Sebagai seorang pakar dan perawat, saya menekankan pentingnya pemantauan dan pencegahan hipotermi pada bayi baru lahir untuk menjaga kesejahteraan dan keselamatan mereka. Perubahan lingkungan yang tidak sesuai dapat berisiko menyebabkan penurunan suhu tubuh yang dapat berdampak serius bagi bayi. Oleh karena itu, perawatan yang komprehensif dan kolaboratif dengan tim kesehatan lainnya sangat diperlukan untuk mencegah dan mengatasi risiko hipotermi pada bayi baru lahir. -
Article No. 14214 | 16 Mar 2025
Klinis : Risiko tinggi hipotermi b.d perubahan lingkungan
ICD-SDKI: SDKI
Diagnosa:
DIAGNOSE SDKI: Diagnosa Keperawatan:
Risiko tinggi hipotermi berhubungan dengan perubahan lingkungan
Penjelasan singkat SDKI - SLKI - SIKI:
1. SDKI (Standar Diagnosa Keperawatan Indonesia):
Risiko tinggi hipotermi adalah keadaan dimana individu mengalami risiko penurunan suhu tubuh di bawah 35°C (95°F) akibat paparan lingkungan yang dingin atau ketidakmampuan mempertahankan suhu tubuh normal.
2. SLKI (Standar Luaran Keperawatan Indonesia):
Luaran yang diharapkan dari penanganan risiko tinggi hipotermi adalah pemeliharaan suhu tubuh dalam batas normal, pemeliharaan perfusi jaringan yang adekuat, dan pencegahan komplikasi akibat hipotermi.
3. SIKI (Standar Intervensi Keperawatan Indonesia):
Intervensi keperawatan yang dapat dilakukan untuk menangani risiko tinggi hipotermi meliputi pemantauan suhu tubuh, pengaturan lingkungan, pemberian pakaian/selimut hangat, pemberian cairan hangat, dan edukasi kepada pasien/keluarga.

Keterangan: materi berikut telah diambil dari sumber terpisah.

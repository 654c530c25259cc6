//! Client
//!
//! Action-based chat session state machine for Huddle rooms. Keeps the active
//! room's message store consistent while history pages, live pushes and reply
//! lookups arrive in any order.
//!
//! # Architecture
//!
//! The client follows the same Sans-IO and action-based patterns as
//! [`huddle_core`]. It receives events ([`ClientEvent`]), processes them
//! through pure state machine logic, and returns actions ([`ClientAction`]) for
//! the caller to execute.
//!
//! # Components
//!
//! - [`Client`]: Top-level reducer for the active room
//! - [`MessageStore`]: Ordered, deduplicated messages with backward pagination
//! - [`ReplyResolver`]: Batches lookups of reply targets missing locally
//! - [`Composer`]: Validates and frames outgoing messages
//! - [`TelemetryBatcher`]: Buffers typing activity and flushes it in batches
//! - [`Roster`]: Room-scoped member and bot profiles
//! - [`ConnectionRegistry`]: Room to link cache shared across views
//!
//! # Transport (optional)
//!
//! With the `transport` feature enabled, this crate also provides:
//! - [`transport::StompLink`]: WebSocket/STOMP link for one room
//! - [`transport::ApiClient`]: HTTP JSON API client
//! - [`transport::NetworkMonitor`]: Reachability checks standing in for
//!   online/offline notifications
//! - [`transport::SystemEnv`]: Production environment

#![forbid(unsafe_code)]
#![deny(missing_docs)]

mod client;
mod composer;
mod error;
mod event;
mod registry;
mod resolver;
mod roster;
mod store;
mod telemetry;

#[cfg(feature = "transport")]
pub mod transport;

pub use client::{Client, SessionConfig};
pub use composer::{ComposeError, Composer, MAX_CONTENT_CHARS, find_mention};
pub use error::ClientError;
pub use event::{ClientAction, ClientEvent};
pub use huddle_core::{LinkState, env::Environment};
pub use huddle_proto::{BotId, Message, MessageId, RoomId, UserId};
pub use registry::{ConnectionRegistry, LinkHandle};
pub use resolver::{BatchRequest, ReplyResolver, ResolverOutcome};
pub use roster::{Profile, Roster, Sender};
pub use store::{
    Ingest, MessageStore, NEAR_BOTTOM_PX, PageKind, ReplyState, Resolution, ScrollHint,
    StoredMessage, Viewport,
};
pub use telemetry::{
    DEFAULT_FLUSH_INTERVAL, DEFAULT_MAX_BATCH, DEFAULT_RETRY_ATTEMPTS, DEFAULT_RETRY_INTERVAL,
    FlushReason, TelemetryAction, TelemetryBatcher, TelemetryConfig,
};
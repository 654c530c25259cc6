//! Client events and actions.

use huddle_core::LinkState;
use huddle_proto::{
    BotId, HistoryQuery, Message, MessageId, OutboundFrame, RoomId,
    api::{BotProfile, MemberProfile, TrackedEvent},
};

use crate::{BatchRequest, PageKind, Viewport};

/// Events the caller feeds into the client.
///
/// The caller is responsible for:
/// - Forwarding link notifications and network availability
/// - Delivering HTTP responses, tagged with the room they were requested for
/// - Driving time forward via ticks
/// - Forwarding user intents (open room, edit draft, send, ...)
///
/// Generic over `I` (Instant type) to support both production and simulated
/// clocks.
#[derive(Debug, Clone)]
pub enum ClientEvent<I = std::time::Instant> {
    /// User opened a room. Switching from another room discards its state.
    OpenRoom {
        /// Room to open.
        room_id: RoomId,
    },

    /// User left every view of the active room.
    CloseRoom,

    /// User logged out. Drops every link and cache.
    Logout,

    /// The room's link is established and subscribed.
    LinkUp {
        /// Room the link serves.
        room_id: RoomId,
    },

    /// The room's link failed to connect or was lost.
    LinkDown {
        /// Room the link serves.
        room_id: RoomId,
        /// Failure description.
        reason: String,
    },

    /// The network became available.
    NetworkOnline,

    /// The network went away.
    NetworkOffline,

    /// User asked to reconnect now.
    RetryNow,

    /// History page arrived.
    HistoryLoaded {
        /// Room the page was requested for.
        room_id: RoomId,
        /// Page the request was for.
        kind: PageKind,
        /// Entries the backend returned, including any dropped as malformed.
        returned: usize,
        /// Messages in the page, any order.
        messages: Vec<Message>,
    },

    /// History request failed.
    HistoryFailed {
        /// Room the page was requested for.
        room_id: RoomId,
        /// Page the request was for.
        kind: PageKind,
        /// Failure description.
        reason: String,
    },

    /// Message pushed on the live channel.
    LiveMessage {
        /// Room whose topic delivered it.
        room_id: RoomId,
        /// The message.
        message: Message,
        /// Viewport measured before insertion.
        viewport: Viewport,
    },

    /// User scrolled to the top and wants older messages.
    LoadOlder,

    /// Batch reply lookup answered.
    RepliesLoaded {
        /// Room the lookup was for.
        room_id: RoomId,
        /// Request being answered.
        request_id: u64,
        /// Messages found. Requested ids absent here do not exist.
        messages: Vec<Message>,
    },

    /// Batch reply lookup failed.
    RepliesFailed {
        /// Room the lookup was for.
        room_id: RoomId,
        /// Request that failed.
        request_id: u64,
        /// Failure description.
        reason: String,
    },

    /// Members and bots of a room arrived.
    RosterLoaded {
        /// Room the roster belongs to.
        room_id: RoomId,
        /// Human members.
        members: Vec<MemberProfile>,
        /// Chatbots.
        bots: Vec<BotProfile>,
    },

    /// Compose box text changed.
    DraftChanged {
        /// New text.
        text: String,
    },

    /// User chose a message to reply to.
    StartReply {
        /// Message being replied to.
        msg_id: MessageId,
    },

    /// User dropped the reply in progress.
    CancelReply,

    /// User picked a bot to address, or cleared the pick.
    SelectBot {
        /// Bot to address.
        bot_id: Option<BotId>,
    },

    /// User pressed send.
    Send,

    /// Outcome of a telemetry batch submission.
    TelemetryResult {
        /// Batch being reported.
        batch_id: u64,
        /// True if the backend accepted it.
        ok: bool,
    },

    /// The page is going away.
    Unload,

    /// Time tick for retries and periodic flushes.
    Tick {
        /// Current time from the environment.
        now: I,
    },
}

/// Actions the client produces for the caller to execute.
#[derive(Debug, Clone, PartialEq, Eq)]
pub enum ClientAction {
    /// Acquire a link for the room and report `LinkUp`/`LinkDown`.
    Dial {
        /// Room to connect.
        room_id: RoomId,
    },

    /// Close cached links.
    ReleaseLinks {
        /// Room whose link to close, or every room when `None`.
        room_id: Option<RoomId>,
    },

    /// Fetch a history page and report `HistoryLoaded`/`HistoryFailed`.
    FetchHistory {
        /// Page being fetched.
        kind: PageKind,
        /// Request parameters.
        query: HistoryQuery,
    },

    /// Fetch reply targets by id and report `RepliesLoaded`/`RepliesFailed`.
    FetchReplies(BatchRequest),

    /// Fetch members and bots and report `RosterLoaded`.
    FetchRoster {
        /// Room to fetch.
        room_id: RoomId,
    },

    /// Publish a message on the room's link.
    Transmit {
        /// Destination room.
        room_id: RoomId,
        /// Payload.
        frame: OutboundFrame,
    },

    /// Submit a telemetry batch and report `TelemetryResult`.
    SubmitTelemetry {
        /// Correlates the result.
        batch_id: u64,
        /// Events in the batch.
        events: Vec<TrackedEvent>,
        /// Submission number, starting at 1.
        attempt: u32,
    },

    /// Submit one telemetry event. No result is expected.
    SubmitTelemetryEvent(TrackedEvent),

    /// The active room's link state changed.
    LinkStateChanged {
        /// Room the link serves.
        room_id: RoomId,
        /// New state.
        state: LinkState,
    },

    /// The active room's messages changed and should be re-rendered.
    StoreChanged {
        /// Room whose store changed.
        room_id: RoomId,
    },

    /// Scroll the message list to the newest message.
    ScrollToBottom {
        /// Room whose list to scroll.
        room_id: RoomId,
    },

    /// Show the "new messages" indicator without scrolling.
    NewMessageIndicator {
        /// Room that received the message.
        room_id: RoomId,
    },

    /// Log message for debugging.
    Log {
        /// Log message.
        message: String,
    },
}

Secara akademis, perawat sebagai pakar keperawatan berperan penting dalam mengidentifikasi, merencanakan, dan melaksanakan intervensi keperawatan yang tepat untuk mencegah dan mengatasi risiko tinggi hipotermi pada pasien. Perawat harus memiliki pengetahuan dan keterampilan yang memadai terkait penanganan hipotermi sesuai dengan standar praktik keperawatan yang berlaku. -
Article No. 14215 | 16 Mar 2025
Klinis : Risiko tinggi hipotermi b.d perubahan lingkungan
ICD-SDKI: SDKI
Diagnosa:
DIAGNOSE SDKI: Diagnosa Keperawatan: Risiko Tinggi Hipotermi
Penjelasan Singkat:
1. SDKI (Standar Diagnosa Keperawatan Indonesia):
Risiko Tinggi Hipotermi didefinisikan sebagai keadaan ketika individu berisiko mengalami penurunan suhu tubuh di bawah 35°C (95°F) yang disebabkan oleh beberapa faktor risiko, seperti perubahan lingkungan, usia, malnutrisi, dan kondisi medis tertentu.
2. SLKI (Standar Luaran Keperawatan Indonesia):
Luaran yang diharapkan dari pengelolaan Risiko Tinggi Hipotermi adalah:
a. Klien dapat mempertahankan suhu tubuh normal.
b. Klien dapat melakukan tindakan pencegahan hipotermi.
c. Klien dapat mengontrol faktor-faktor yang menyebabkan hipotermi.
3. SIKI (Standar Intervensi Keperawatan Indonesia):
Intervensi keperawatan yang dapat dilakukan untuk mengelola Risiko Tinggi Hipotermi meliputi:
a. Pemantauan tanda-tanda vital, terutama suhu tubuh.
b. Pemberian pakaian atau selimut yang sesuai untuk mempertahankan suhu tubuh.
c. Pengaturan suhu lingkungan yang nyaman.
d. Pemberian makanan dan cairan yang cukup untuk mencegah malnutrisi.
e. Edukasi kepada klien dan keluarga tentang pencegahan hipotermi.
Persona: Sebagai seorang pakar atau perawat, saya menekankan pentingnya pengelolaan Risiko Tinggi Hipotermi dengan mengacu pada standar SDKI, SLKI, dan SIKI yang ditetapkan oleh Persatuan Perawat Nasional Indonesia. Tujuannya adalah untuk memastikan klien dapat mempertahankan suhu tubuh normal, melakukan tindakan pencegahan, dan mengontrol faktor-faktor yang menyebabkan hipotermi.